И возвысил голос на матросов: «Хватит рассиживаться! Я хочу, чтобы кто-нибудь спустился в трюм и осмотрел груз. Если там что-нибудь подмокнет, я высчитаю с вас всё за понесенные потери».
Посмеиваясь, поругиваясь, матросы поднимались из-за стола.
– Азимит грязная собака, – сказал кто-то. – У него действительно плохой глаз. Видите, как он косит левым глазом? И он никогда не смотрит прямо на того, кто с ним разговаривает. Он тафур. Он грязный бродяга. Конопатчик прав. Азимит, наверное, украл те деньги, которыми заплатил Алипию за проезд.
Все еще сидя за столом, Ганелон смиренно повернул голову к Алипию: «Мне вернут мой милосердник?»
Услышав голос Ганелона, матросы остановились.
Калафат злобно оскалился:
– Что сказал грязный азимит?
Алипий испуганно, но и успокаивающе повернулся к Ганелону:
– Не надо ничего просить у матросов. Ты же видишь, они как дети. Как сердитые, даже злые дети, – поправил он себя. – Ты же сам видишь, их так много, что я не могу тебя защитить. Смирись.
– Но я хочу, чтобы мне вернули милосердник. Я заплатил тебе за переезд до Константинополя. По условиям переезда я не должен работать на твоем судне и над моей головой в ветреный или в жаркий день должна быть крыша.
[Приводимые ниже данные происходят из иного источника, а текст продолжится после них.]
//! MySQL user repository implementation.

use crate::{DatabasePool, UserRepository};
use async_trait::async_trait;
use chrono::{DateTime, Utc};
use memoboard_core::{MemoResult, User, UserId};
use sqlx::{FromRow, MySql, QueryBuilder};
use std::collections::HashMap;
use std::sync::Arc;
use tracing::debug;

/// MySQL user repository implementation.
#[derive(Clone)]
pub struct MySqlUserRepository {
    pool: Arc<DatabasePool>,
}

impl MySqlUserRepository {
    /// Creates a new MySQL user repository.
    #[must_use]
    pub fn new(pool: Arc<DatabasePool>) -> Self {
        Self { pool }
    }
}

/// Database row representation of a user.
#[derive(Debug, FromRow)]
struct UserRow {
    id: u64,
    username: String,
    password: String,
    salt: String,
    last_access: Option<DateTime<Utc>>,
}

impl From<UserRow> for User {
    fn from(row: UserRow) -> Self {
        Self {
            id: UserId::new(row.id),
            username: row.username,
            password_hash: row.password,
            salt: row.salt,
            last_access: row.last_access,
        }
    }
}

#[async_trait]
impl UserRepository for MySqlUserRepository {
    async fn find_user_by_id(&self, id: UserId) -> MemoResult<Option<User>> {
        debug!("Finding user by id: {}", id);

        let mut conn = self.pool.acquire().await?;
        let row = sqlx::query_as::<_, UserRow>(
            "SELECT id, username, password, salt, last_access FROM users WHERE id = ?",
        )
        .bind(id.into_inner())
        .fetch_optional(&mut *conn)
        .await?;

        Ok(row.map(User::from))
    }

    async fn find_user_by_name(&self, username: &str) -> MemoResult<Option<User>> {
        debug!("Finding user by username: {}", username);

        let mut conn = self.pool.acquire().await?;
        let row = sqlx::query_as::<_, UserRow>(
            "SELECT id, username, password, salt, last_access FROM users WHERE username = ?",
        )
        .bind(username)
        .fetch_optional(&mut *conn)
        .await?;

        Ok(row.map(User::from))
    }

    async fn update_last_access(&self, id: UserId) -> MemoResult<()> {
        debug!("Updating last access for user: {}", id);

        let mut conn = self.pool.acquire().await?;
        sqlx::query("UPDATE users SET last_access = ? WHERE id = ?")
            .bind(Utc::now())
            .bind(id.into_inner())
            .execute(&mut *conn)
            .await?;

        Ok(())
    }

    async fn find_usernames(&self, ids: &[UserId]) -> MemoResult<HashMap<UserId, String>> {
        if ids.is_empty() {
            return Ok(HashMap::new());
        }
        debug!("Resolving {} usernames", ids.len());

        let mut builder = QueryBuilder::<MySql>::new("SELECT id, username FROM users WHERE id IN (");
        let mut separated = builder.separated(", ");
        for id in ids {
            separated.push_bind(id.into_inner());
        }
        separated.push_unseparated(")");

        let mut conn = self.pool.acquire().await?;
        let rows: Vec<(u64, String)> = builder.build_query_as().fetch_all(&mut *conn).await?;

        Ok(rows
            .into_iter()
            .map(|(id, username)| (UserId::new(id), username))
            .collect())
    }

    async fn find_users_after(
        &self,
        cursor: UserId,
        limit: usize,
    ) -> MemoResult<Vec<(UserId, String)>> {
        debug!("Streaming users after {} (limit {})", cursor, limit);

        let mut conn = self.pool.acquire().await?;
        let rows: Vec<(u64, String)> =
            sqlx::query_as("SELECT id, username FROM users WHERE id > ? ORDER BY id ASC LIMIT ?")
                .bind(cursor.into_inner())
                .bind(limit as u64)
                .fetch_all(&mut *conn)
                .await?;

        Ok(rows
            .into_iter()
            .map(|(id, username)| (UserId::new(id), username))
            .collect())
    }
}

impl std::fmt::Debug for MySqlUserRepository {
    fn fmt(&self, f: &mut std::fmt::Formatter<'_>) -> std::fmt::Result {
        f.debug_struct("MySqlUserRepository").finish_non_exhaustive()
    }
}

#[cfg(test)]
mod tests {
    use super::*;

    #[test]
    fn test_row_maps_credentials() {
        let user = User::from(UserRow {
            id: 4,
            username: "alice".to_string(),
            password: "abc123".to_string(),
            salt: "s".to_string(),
            last_access: None,
        });

        assert_eq!(user.id, UserId::new(4));
        assert_eq!(user.password_hash, "abc123");
        assert_eq!(user.salt, "s");
        assert!(user.last_access.is_none());
    }
}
Ты видишь, что я ни на кого не сержусь и ничего с тебя не требую. Я даже готов работать, даже готов спать на голой палубе, но пусть мне вернут милосердник.
– Не надо ничего просить. Будь мудр и терпелив, путник.
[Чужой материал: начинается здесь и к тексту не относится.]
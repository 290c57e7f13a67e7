//! Redis key builder for feeds.

use memoboard_core::FeedKey;

/// Maps feeds to Redis keys under an optional namespace prefix.
#[derive(Debug, Clone, Default)]
pub struct FeedKeys {
    prefix: String,
}

impl FeedKeys {
    /// Create a key builder. An empty prefix yields the bare key names.
    pub fn new(prefix: impl Into<String>) -> Self {
        Self {
            prefix: prefix.into(),
        }
    }

    /// The Redis key holding `feed`.
    #[must_use]
    pub fn key(&self, feed: FeedKey) -> String {
        format!("{}{}", self.prefix, feed)
    }

    /// `SCAN MATCH` patterns covering every feed key this builder produces.
    #[must_use]
    pub fn patterns(&self) -> Vec<String> {
        let prefix = escape_glob(&self.prefix);
        vec![
            format!("{prefix}public_memo_list"),
            format!("{prefix}user_memo_list:*"),
            format!("{prefix}user_public_memo_list:*"),
        ]
    }
}

fn escape_glob(raw: &str) -> String {
    let mut escaped = String::with_capacity(raw.len());
    for c in raw.chars() {
        if matches!(c, '*' | '?' | '[' | ']' | '\\') {
            escaped.push('\\');
        }
        escaped.push(c);
    }
    escaped
}

#[cfg(test)]
mod tests {
    use super::*;
    use memoboard_core::UserId;

    #[test]
    fn test_bare_keys() {
        let keys = FeedKeys::default();
        assert_eq!(keys.key(FeedKey::Public), "public_memo_list");
        assert_eq!(keys.key(FeedKey::User(UserId::new(3))), "user_memo_list:3");
    }

    #[test]
    fn test_prefixed_keys() {
        let keys = FeedKeys::new("mb:");
        assert_eq!(
            keys.key(FeedKey::UserPublic(UserId::new(8))),
            "mb:user_public_memo_list:8"
        );
        assert_eq!(keys.patterns()[1], "mb:user_memo_list:*");
    }

    #[test]
    fn test_prefix_glob_characters_escaped() {
        let keys = FeedKeys::new("a*b:");
        assert_eq!(keys.patterns()[0], "a\\*b:public_memo_list");
    }
}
– Что говорит эта грязная собака? – Матросы снова окружили Алипия. – Что он говорит? – Их было десять человек, все они были смуглые и жилистые, и все сердились. – Что хочет от нас грязный пес?
– Он хочет, чтобы Калафат вернул ему милосердник.
Конопатчик злобно и весело помахал милосердником перед Ганелоном:
– Вот твой кинжал, собака! Попробуй возьми его!
– Он разрешает мне взять мой милосердник? – негромко спросил Ганелон.
Алипий строго свел брови. Он не хотел, чтобы матросы почувствовали его испуг. Но он боялся. Он хотел сказать: да, можешь взять свой милосердник, но боялся.
И Ганелон почувствовал его испуг.
И он почувствовал, что матросы расслабились.
Коротко и резко он ударил Конопатчика левым кулаком между ног, и, когда грек, охнув и выронив милосердник, согнулся, Ганелон обрушил на него второй удар – уже на потный затылок матроса. Грек упал. Зарычав, Ганелон бросился на колени и голыми пальцами попытался вырвать греку глаза, но кровь текла так густо, что пальцы Ганелона скользили. Тогда окровавленными пальцами он схватил с пола коротко блеснувший милосердник и выпрямился…»
V
«…Константинополь древен, монотонно говорил Алипий.
Константинополь древен, как горы Вавилонии, как внутреннее море, как народы, которые приходят из ничего и уходят туда же. Константинополь так древен, что он почти создание природы, Ганелон. Он невероятен. Других таких нет. Я бы представить себе не мог, если бы не видел собственными глазами, что на свете может быть такой город. В таком городе все возможно. Если базилевс, владеющий всеми землями Романии, хочет увидеть на месте грязного пустыря сад, всего за одну ночь мертвое место засыпают плодородной землей и высаживают живые деревья. Деревья везут издалека на колесных повозках, обмотав корни мокрыми рогожами. Конечно, какое-то время в таком саду не слышно цикад, но потом появляются и цикады.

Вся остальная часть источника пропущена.